Micro inverters are highly reliable, (grid utility grade components) but even if you do lose one, or the panel its paired with, or god forbid two or more on-roof components in a lightning strike, accident or something really unlikely, the rest of your system remains operational. That's one of the things I really want in a big rooftop array with microinverters- they are dependent on a grid sine wave to output any power, so if I clip a low overpass, tree branch falls on me or I get in any kind of accident, any mechanical loss of system integrity will result in the affected micros shutting down. No output. Zero. I will also put a collision switch relay on the inverter charger to cut the 60hz signal in a wreck as well, so that I will never have thousands of watts of uncontrolled DC power on the roof or coming into the coach. With a big system, that's a huge plus.

No simple answers here, really, just compromises...

[dzl_]

Quote:

Originally Posted by Native

Personally, I like option #2 because it adds redundancy. I also would think the multiple smaller MPPT controllers would be a bit less expensive.

Me too, redundancy, and simplicity in some respects. As FatBoySTL states often there is some tradeoff in added complexity, but its not too bad in this case, and its not really anymore complex than what its being compared to (microinverters and/or DC optimizers)

Quote:

Originally Posted by FatBoySTL

The flip side of redundancy is complexity. More parts means more to go wrong.

Also, I don't think the cost of MPPT controllers is linear... A 40 amp controller does not cost the same as two 20 amp controllers.

I agree that there is usually tradeoff between redundancy and simplicity.

Depends what brand you are talking about, and even within brands can differ. With Victron its pretty linear (in some specific cases it is actually cheaper to use multiple smaller SCC's)

But comparing a single MPPT vs multiple MPPTs, is not really the issue here, since OP is looking at micro-inverters for shade tolerance. The comparison should be between microinverters, individual MPPT controllers, and DC optimizers.

I don't know a ton about micro-inverters, or DC optimizers, so I can't say how they compare to multiple small mppt in terms of cost, resilience, or complexity.

Quote:

Originally Posted by TomA

Sort of, but of course it depends.
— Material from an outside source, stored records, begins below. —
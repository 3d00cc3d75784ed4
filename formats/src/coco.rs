use crate::common::*;
use label::{Annotation, CategoryMap, ImageDescriptor};

/// The detection-archive file.
#[derive(Debug, Clone, PartialEq, Serialize, Deserialize)]
pub struct CocoFile {
    pub images: Vec<CocoImage>,
    pub annotations: Vec<CocoAnnotation>,
    pub categories: Vec<CocoCategory>,
}

#[derive(Debug, Clone, PartialEq, Eq, Serialize, Deserialize)]
pub struct CocoImage {
    pub id: i64,
    pub file_name: String,
    pub width: u32,
    pub height: u32,
}

#[derive(Debug, Clone, PartialEq, Serialize, Deserialize)]
pub struct CocoAnnotation {
    pub id: i64,
    pub image_id: i64,
    pub category_id: i64,
    /// Pixel-space box as `[x, y, w, h]`.
    pub bbox: [f64; 4],
    pub area: f64,
    pub iscrowd: i64,
    pub score: f64,
}

#[derive(Debug, Clone, PartialEq, Eq, Serialize, Deserialize)]
pub struct CocoCategory {
    pub id: i64,
    pub name: String,
}

impl CocoFile {
    /// Assembles the archive from a filtered batch.
    ///
    /// Every configured category appears in `categories`, including those
    /// with no surviving annotation.
    pub fn build(
        images: &[ImageDescriptor],
        annotations: &[Annotation],
        categories: &CategoryMap,
    ) -> Self {
        let images = images
            .iter()
            .map(|image| CocoImage {
                id: image.id,
                file_name: image.file_name.clone(),
                width: image.width,
                height: image.height,
            })
            .collect();

        let annotations = annotations
            .iter()
            .map(|ann| CocoAnnotation {
                id: ann.id,
                image_id: ann.image_id,
                category_id: ann.category_id,
                bbox: ann.bbox.xywh(),
                area: ann.area(),
                iscrowd: 0,
                score: ann.score,
            })
            .collect();

        let categories = categories
            .iter()
            .map(|(name, info)| CocoCategory {
                id: info.id,
                name: name.to_owned(),
            })
            .collect();

        Self {
            images,
            annotations,
            categories,
        }
    }

    pub fn open<P>(path: P) -> Result<Self>
    where
        P: AsRef<Path>,
    {
        let path = path.as_ref();
        let text = fs::read_to_string(path)
            .with_context(|| format!("failed to read '{}'", path.display()))?;
        let file = serde_json::from_str(&text)
            .with_context(|| format!("'{}' is not a valid archive file", path.display()))?;
        Ok(file)
    }

    pub fn save<P>(&self, path: P) -> Result<()>
    where
        P: AsRef<Path>,
    {
        let path = path.as_ref();
        let text = serde_json::to_string_pretty(self)?;
        fs::write(path, text).with_context(|| format!("failed to write '{}'", path.display()))?;
        Ok(())
    }
}

#[cfg(test)]
mod tests {
    use super::*;
    use label::{annotate, CategoryInfo, Detection, ImagePredictions};
    use serde_json::json;

    fn categories() -> CategoryMap {
        let mut map = CategoryMap::new();
        map.insert(
            "인물",
            CategoryInfo {
                id: 2,
                threshold: 0.9,
            },
        );
        map.insert(
            "텍스트",
            CategoryInfo {
                id: 4,
                threshold: 0.9,
            },
        );
        map
    }

    fn batch() -> Vec<ImagePredictions> {
        vec![ImagePredictions {
            image: ImageDescriptor {
                id: 1,
                file_name: "thumb.jpg".to_owned(),
                width: 1000,
                height: 500,
            },
            detections: vec![Detection {
                label: "텍스트".to_owned(),
                confidence: 0.95,
                bbox: bbox::RatioLTWH::from_ltwh([0.1, 0.2, 0.3, 0.4]),
            }],
        }]
    }

    #[test]
    fn build_matches_archive_contract() {
        let batch = batch();
        let categories = categories();
        let annotations = annotate(&batch, &categories).unwrap();
        let images: Vec<_> = batch.iter().map(|preds| preds.image.clone()).collect();
        let coco = CocoFile::build(&images, &annotations, &categories);

        let expected = json!({
            "images": [
                {"id": 1, "file_name": "thumb.jpg", "width": 1000, "height": 500}
            ],
            "annotations": [
                {
                    "id": 1,
                    "image_id": 1,
                    "category_id": 4,
                    "bbox": [100.0, 100.0, 300.0, 200.0],
                    "area": 60000.0,
                    "iscrowd": 0,
                    "score": 0.95
                }
            ],
            "categories": [
                {"id": 2, "name": "인물"},
                {"id": 4, "name": "텍스트"}
            ]
        });
        assert_eq!(serde_json::to_value(&coco).unwrap(), expected);
    }

    #[test]
    fn unmatched_categories_still_listed() {
        let coco = CocoFile::build(&[], &[], &categories());
        assert!(coco.annotations.is_empty());
        let names: Vec<_> = coco.categories.iter().map(|cat| cat.name.as_str()).collect();
        assert_eq!(names, ["인물", "텍스트"]);
    }

    #[test]
    fn archive_round_trips_through_json() {
        let batch = batch();
        let categories = categories();
        let annotations = annotate(&batch, &categories).unwrap();
        let images: Vec<_> = batch.iter().map(|preds| preds.image.clone()).collect();
        let coco = CocoFile::build(&images, &annotations, &categories);

        let text = serde_json::to_string(&coco).unwrap();
        let parsed: CocoFile = serde_json::from_str(&text).unwrap();
        assert_eq!(parsed, coco);
    }
}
If you have a single MPPT controller, when it goes down your coach won't charge. If its an integrated inverter as well, you are dark with no power until you can replace it.

Micro inverters are highly reliable, (grid utility grade components) but even if you do lose one, or the panel its paired with, or god forbid two or more on-roof components in a lightning strike, accident or something really unlikely, the rest of your system remains operational. That's one of the things I really want in a big rooftop array with microinverters- they are dependent on a grid sine wave to output any power, so if I clip a low overpass, tree branch falls on me or I get in any kind of accident, any mechanical loss of system integrity will result in the affected micros shutting down. No output. Zero. I will also put a collision switch relay on the inverter charger to cut the 60hz signal in a wreck as well, so that I will never have thousands of watts of DC power on the roof or into the coach uncontrolled. With a big system, that's a huge plus.
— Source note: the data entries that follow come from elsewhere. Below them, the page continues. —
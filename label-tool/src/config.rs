//! Tool configuration format.

use crate::common::*;
use label::CategoryMap;

/// The main configuration, loaded from a json5 file.
#[derive(Debug, Clone, Serialize, Deserialize)]
pub struct Config {
    /// Folder holding the thumbnail images.
    pub image_dir: PathBuf,
    /// Path prefix prepended to file names in labeling-tool image keys.
    pub image_base_path: String,
    /// Category allow-list with per-label confidence thresholds.
    pub categories: CategoryMap,
    pub output: OutputConfig,
}

#[derive(Debug, Clone, Serialize, Deserialize)]
pub struct OutputConfig {
    /// Where to write the detection archive.
    pub coco_file: PathBuf,
    /// Where to write the labeling-tool task list.
    pub labelstudio_file: PathBuf,
}

impl Config {
    pub fn open<P>(path: P) -> Result<Self>
    where
        P: AsRef<Path>,
    {
        let text = fs::read_to_string(path)?;
        let config = json5::from_str(&text)?;
        Ok(config)
    }
}

#[cfg(test)]
mod tests {
    use super::*;

    #[test]
    fn config_parses_json5() {
        let config: Config = json5::from_str(
            r#"{
                image_dir: "data/thumbnails",
                image_base_path: "/data/local-files/?d=data/thumbnails",
                categories: {
                    "텍스트": { id: 4, threshold: 0.9 },
                    "인물": { id: 2, threshold: 0.85 },
                },
                output: {
                    coco_file: "result.json",
                    labelstudio_file: "labelstudio_tasks.json",
                },
            }"#,
        )
        .unwrap();

        assert_eq!(config.image_dir, PathBuf::from("data/thumbnails"));
        assert_eq!(config.categories.len(), 2);
        assert_eq!(config.categories.get("텍스트").unwrap().threshold, 0.9);
        assert_eq!(config.output.coco_file, PathBuf::from("result.json"));
    }
}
No simple answers here, really, just compromises...

You bring up some really interesting points!

It seems like you know a decent bit about micro-inverters, can I pick your brain a bit.
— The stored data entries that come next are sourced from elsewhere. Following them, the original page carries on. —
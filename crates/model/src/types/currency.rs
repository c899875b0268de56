// -------------------------------------------------------------------------------------------------
//  Copyright (C) 2015-2025 Nautech Systems Pty Ltd. All rights reserved.
//  https://nautechsystems.io
//
//  Licensed under the GNU Lesser General Public License Version 3.0 (the "License");
//  You may not use this file except in compliance with the License.
//  You may obtain a copy of the License at https://www.gnu.org/licenses/lgpl-3.0.en.html
//
//  Unless required by applicable law or agreed to in writing, software
//  distributed under the License is distributed on an "AS IS" BASIS,
//  WITHOUT WARRANTIES OR CONDITIONS OF ANY KIND, either express or implied.
//  See the License for the specific language governing permissions and
//  limitations under the License.
// -------------------------------------------------------------------------------------------------

//! Represents a medium of exchange in a specified denomination with a fixed decimal precision.
//!
//! Handles up to [`MAX_CURRENCY_PRECISION`] decimals of precision.

use std::{
    fmt::{Debug, Display, Formatter},
    hash::{Hash, Hasher},
    str::FromStr,
};

use monetary_core::{
    MUTEX_POISONED,
    correctness::{
        FAILED, check_in_range_inclusive_u8, check_nonempty_string, check_valid_string_ascii,
    },
};
use serde::{Deserialize, Serialize, Serializer};
use ustr::Ustr;

use crate::{currencies::CURRENCY_MAP, enums::CurrencyType};

/// The maximum number of fractional digits a currency may declare.
///
/// At this precision one major unit is `10^9` raw units, which still leaves over nine
/// billion major units of headroom in an `i64` raw amount.
pub const MAX_CURRENCY_PRECISION: u8 = 9;

/// Powers of ten indexed by precision, i.e. the raw units in one major unit.
const SCALE_FACTORS: [i64; MAX_CURRENCY_PRECISION as usize + 1] = [
    1,
    10,
    100,
    1_000,
    10_000,
    100_000,
    1_000_000,
    10_000_000,
    100_000_000,
    1_000_000_000,
];

/// Checks if a given `precision` value is within the allowed currency precision range.
///
/// # Errors
///
/// Returns an error if `precision` exceeds [`MAX_CURRENCY_PRECISION`].
pub fn check_currency_precision(precision: u8) -> anyhow::Result<()> {
    check_in_range_inclusive_u8(precision, 0, MAX_CURRENCY_PRECISION, "precision")
}

/// Represents a medium of exchange in a specified denomination with a fixed decimal precision.
///
/// Equality and hashing consider the `code` and `precision`, since the precision fixes the
/// scale of every raw amount denominated in the currency.
#[derive(Clone, Copy, Eq)]
pub struct Currency {
    pub(crate) code: Ustr,
    pub(crate) precision: u8,
    pub(crate) iso4217: u16,
    pub(crate) name: Ustr,
    pub(crate) currency_type: CurrencyType,
}

impl Currency {
    /// Creates a new [`Currency`] instance with correctness checking.
    ///
    /// # Errors
    ///
    /// Returns an error if:
    /// - `code` is not a valid ASCII alphanumeric string.
    /// - `name` is the empty string.
    /// - `precision` is invalid outside the valid representable range [0, MAX_CURRENCY_PRECISION].
    pub fn new_checked<T: AsRef<str>>(
        code: T,
        precision: u8,
        iso4217: u16,
        name: T,
        currency_type: CurrencyType,
    ) -> anyhow::Result<Self> {
        let code = code.as_ref();
        let name = name.as_ref();
        check_valid_string_ascii(code, "code")?;
        check_nonempty_string(name, "name")?;
        check_currency_precision(precision)?;
        Ok(Self {
            code: Ustr::from(code),
            precision,
            iso4217,
            name: Ustr::from(name),
            currency_type,
        })
    }

    /// Creates a new [`Currency`] instance.
    ///
    /// # Panics
    ///
    /// Panics if a correctness check fails. See [`Currency::new_checked`] for more details.
    pub fn new<T: AsRef<str>>(
        code: T,
        precision: u8,
        iso4217: u16,
        name: T,
        currency_type: CurrencyType,
    ) -> Self {
        Self::new_checked(code, precision, iso4217, name, currency_type).expect(FAILED)
    }

    /// The currency code as an alpha-3 string (e.g., "USD", "RUR").
    #[must_use]
    pub fn code(&self) -> Ustr {
        self.code
    }

    /// The number of fractional digits (the scale of a raw amount).
    #[must_use]
    pub const fn precision(&self) -> u8 {
        self.precision
    }

    /// The ISO 4217 numeric code (zero for non-ISO currencies).
    #[must_use]
    pub const fn iso4217(&self) -> u16 {
        self.iso4217
    }

    /// The full name of the currency.
    #[must_use]
    pub fn name(&self) -> Ustr {
        self.name
    }

    /// The currency type, indicating its category (e.g. Fiat, Crypto).
    #[must_use]
    pub const fn currency_type(&self) -> CurrencyType {
        self.currency_type
    }

    /// Returns the number of raw units in one major unit, i.e. `10^precision`.
    #[must_use]
    pub const fn scale_factor(&self) -> i64 {
        SCALE_FACTORS[self.precision as usize]
    }

    /// Register the given `currency` in the internal currency map.
    ///
    /// - If `overwrite` is `true`, any existing currency will be replaced.
    /// - If `overwrite` is `false` and the currency already exists, the operation is a no-op.
    ///
    /// # Errors
    ///
    /// Returns an error if:
    /// - There is a failure acquiring the lock on the currency map.
    /// - `overwrite` is `true` and the registered currency has a different precision.
    pub fn register(currency: Self, overwrite: bool) -> anyhow::Result<()> {
        let mut map = CURRENCY_MAP
            .lock()
            .map_err(|e| anyhow::anyhow!("{MUTEX_POISONED}: {e}"))?;

        if let Some(existing) = map.get(currency.code.as_str()) {
            if !overwrite {
                return Ok(());
            }
            if existing.precision != currency.precision {
                anyhow::bail!(
                    "Cannot change precision of registered currency {} from {} to {}",
                    currency.code,
                    existing.precision,
                    currency.precision,
                );
            }
        }

        log::debug!("Registering currency {currency:?}");
        map.insert(currency.code.to_string(), currency);
        Ok(())
    }

    /// Attempts to parse a [`Currency`] from a string, returning `None` if not found.
    pub fn try_from_str(s: &str) -> Option<Self> {
        let map_guard = CURRENCY_MAP.lock().ok()?;
        map_guard.get(s).copied()
    }
}

impl PartialEq for Currency {
    fn eq(&self, other: &Self) -> bool {
        self.code == other.code && self.precision == other.precision
    }
}

impl Hash for Currency {
    fn hash<H: Hasher>(&self, state: &mut H) {
        self.code.hash(state);
        self.precision.hash(state);
    }
}

impl Debug for Currency {
    fn fmt(&self, f: &mut Formatter<'_>) -> std::fmt::Result {
        write!(
            f,
            "{}(code='{}', precision={}, iso4217={}, name='{}', currency_type={})",
            stringify!(Currency),
            self.code,
            self.precision,
            self.iso4217,
            self.name,
            self.currency_type,
        )
    }
}

impl Display for Currency {
    fn fmt(&self, f: &mut Formatter<'_>) -> std::fmt::Result {
        write!(f, "{}", self.code)
    }
}

impl FromStr for Currency {
    type Err = anyhow::Error;

    fn from_str(s: &str) -> anyhow::Result<Self> {
        let map_guard = CURRENCY_MAP
            .lock()
            .map_err(|e| anyhow::anyhow!("Failed to acquire lock on `CURRENCY_MAP`: {e}"))?;
        map_guard
            .get(s)
            .copied()
            .ok_or_else(|| anyhow::anyhow!("Unknown currency: {s}"))
    }
}

impl Serialize for Currency {
    fn serialize<S>(&self, serializer: S) -> Result<S::Ok, S::Error>
    where
        S: Serializer,
    {
        self.code.serialize(serializer)
    }
}

impl<'de> Deserialize<'de> for Currency {
    fn deserialize<D>(deserializer: D) -> Result<Self, D::Error>
    where
        D: serde::Deserializer<'de>,
    {
        let currency_str: String = Deserialize::deserialize(deserializer)?;
        Self::from_str(&currency_str).map_err(serde::de::Error::custom)
    }
}

////////////////////////////////////////////////////////////////////////////////
// Tests
////////////////////////////////////////////////////////////////////////////////
#[cfg(test)]
mod tests {
    use std::{collections::HashSet, str::FromStr};

    use rstest::rstest;

    use super::*;

    #[rstest]
    fn test_debug() {
        let currency = Currency::RUR();
        assert_eq!(
            format!("{currency:?}"),
            "Currency(code='RUR', precision=2, iso4217=810, name='Russian ruble (domestic)', currency_type=FIAT)"
        );
    }

    #[rstest]
    fn test_display() {
        assert_eq!(format!("{}", Currency::USD()), "USD");
    }

    #[rstest]
    #[should_panic(expected = "code")]
    fn test_invalid_currency_code() {
        let _ = Currency::new("", 2, 840, "United States dollar", CurrencyType::Fiat);
    }

    #[rstest]
    #[should_panic(expected = "name")]
    fn test_empty_currency_name() {
        let _ = Currency::new("USD", 2, 840, "", CurrencyType::Fiat);
    }

    #[rstest]
    #[should_panic(expected = "precision")]
    fn test_invalid_precision() {
        let _ = Currency::new("USD", 10, 840, "United States dollar", CurrencyType::Fiat);
    }

    #[rstest]
    #[case(0, 1)]
    #[case(2, 100)]
    #[case(3, 1_000)]
    #[case(MAX_CURRENCY_PRECISION, 1_000_000_000)]
    fn test_scale_factor(#[case] precision: u8, #[case] expected: i64) {
        let currency = Currency::new("SCALE", precision, 0, "Scale test", CurrencyType::Fiat);
        assert_eq!(currency.scale_factor(), expected);
    }

    #[rstest]
    fn test_register_no_overwrite() {
        let currency1 = Currency::new("TESTA", 2, 999, "Test Currency A", CurrencyType::Fiat);
        Currency::register(currency1, false).unwrap();

        let currency2 = Currency::new("TESTA", 2, 999, "Test Currency A2", CurrencyType::Fiat);
        Currency::register(currency2, false).unwrap();

        let found = Currency::try_from_str("TESTA").unwrap();
        assert_eq!(found.name().as_str(), "Test Currency A");
    }

    #[rstest]
    fn test_register_with_overwrite() {
        let currency1 = Currency::new("TESTB", 2, 998, "Test Currency B", CurrencyType::Fiat);
        Currency::register(currency1, false).unwrap();

        let currency2 = Currency::new("TESTB", 2, 998, "Test Currency B2", CurrencyType::Fiat);
        Currency::register(currency2, true).unwrap();

        let found = Currency::try_from_str("TESTB").unwrap();
        assert_eq!(found.name().as_str(), "Test Currency B2");
        assert_eq!(found.precision(), 2);
    }

    #[rstest]
    fn test_register_overwrite_refuses_precision_change() {
        let currency1 = Currency::new("TESTC", 2, 997, "Test Currency C", CurrencyType::Fiat);
        Currency::register(currency1, false).unwrap();

        let currency2 = Currency::new("TESTC", 3, 997, "Test Currency C3", CurrencyType::Fiat);
        let err = Currency::register(currency2, true).unwrap_err();
        assert!(err.to_string().contains("from 2 to 3"));

        let found = Currency::try_from_str("TESTC").unwrap();
        assert_eq!(found.precision(), 2);
        assert_eq!(found.name().as_str(), "Test Currency C");
    }

    #[rstest]
    fn test_register_overwrite_refuses_builtin_precision_change() {
        let rur3 = Currency::new("RUR", 3, 810, "Russian ruble", CurrencyType::Fiat);
        assert!(Currency::register(rur3, true).is_err());
        assert_eq!(Currency::try_from_str("RUR").unwrap().precision(), 2);
    }

    #[rstest]
    fn test_new_for_fiat() {
        let currency = Currency::new("AUD", 2, 36, "Australian dollar", CurrencyType::Fiat);
        assert_eq!(currency.code().as_str(), "AUD");
        assert_eq!(currency.precision(), 2);
        assert_eq!(currency.iso4217(), 36);
        assert_eq!(currency.name().as_str(), "Australian dollar");
        assert_eq!(currency.currency_type(), CurrencyType::Fiat);
    }

    #[rstest]
    fn test_try_from_str_invalid() {
        assert!(Currency::try_from_str("INVALID").is_none());
    }

    #[rstest]
    fn test_from_str_unknown() {
        let err = Currency::from_str("NOPE").unwrap_err();
        assert_eq!(err.to_string(), "Unknown currency: NOPE");
    }

    #[rstest]
    fn test_partial_eq_checks_code_and_precision() {
        let c1 = Currency::new("ABC", 2, 999, "Currency ABC", CurrencyType::Fiat);
        let c2 = Currency::new("ABC", 2, 100, "Completely Different", CurrencyType::Crypto);
        let c3 = Currency::new("ABC", 3, 999, "Currency ABC", CurrencyType::Fiat);
        assert_eq!(c1, c2);
        assert_ne!(c1, c3);

        let set: HashSet<Currency> = [c1, c2, c3].into_iter().collect();
        assert_eq!(set.len(), 2);
    }

    #[rstest]
    fn test_domestic_and_international_rubles_differ() {
        assert_ne!(Currency::RUR(), Currency::RUB());
        assert_eq!(Currency::RUR().precision(), Currency::RUB().precision());
    }

    #[rstest]
    fn test_serialization_deserialization() {
        let currency = Currency::USD();
        let serialized = serde_json::to_string(&currency).unwrap();
        assert_eq!(serialized, "\"USD\"");
        let deserialized: Currency = serde_json::from_str(&serialized).unwrap();
        assert_eq!(currency, deserialized);
    }

    #[rstest]
    fn test_deserialize_unknown_code_fails() {
        let result: Result<Currency, _> = serde_json::from_str("\"QQQ\"");
        assert!(result.is_err());
    }
}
Your comment implies there is no single point of failure. Does this mean they are fully decentralized, no centralized unit or anything needed?

second, can you elaborate on this:

Quote:

they are dependent on a grid sine wave to output any power, so if I clip a low overpass

What does "dependent on a grid sine wave" entail

What is the process of getting the energy from the microinverters into the batteries? Do you just wire the microinverter outputs to the AC panel and let the inverter/charger take it from there?



Finally, have you looked into the dual efficiency loss associated with converting DC to AC and then back to DC? Do you have any estimate on efficiency penalty we are talking about.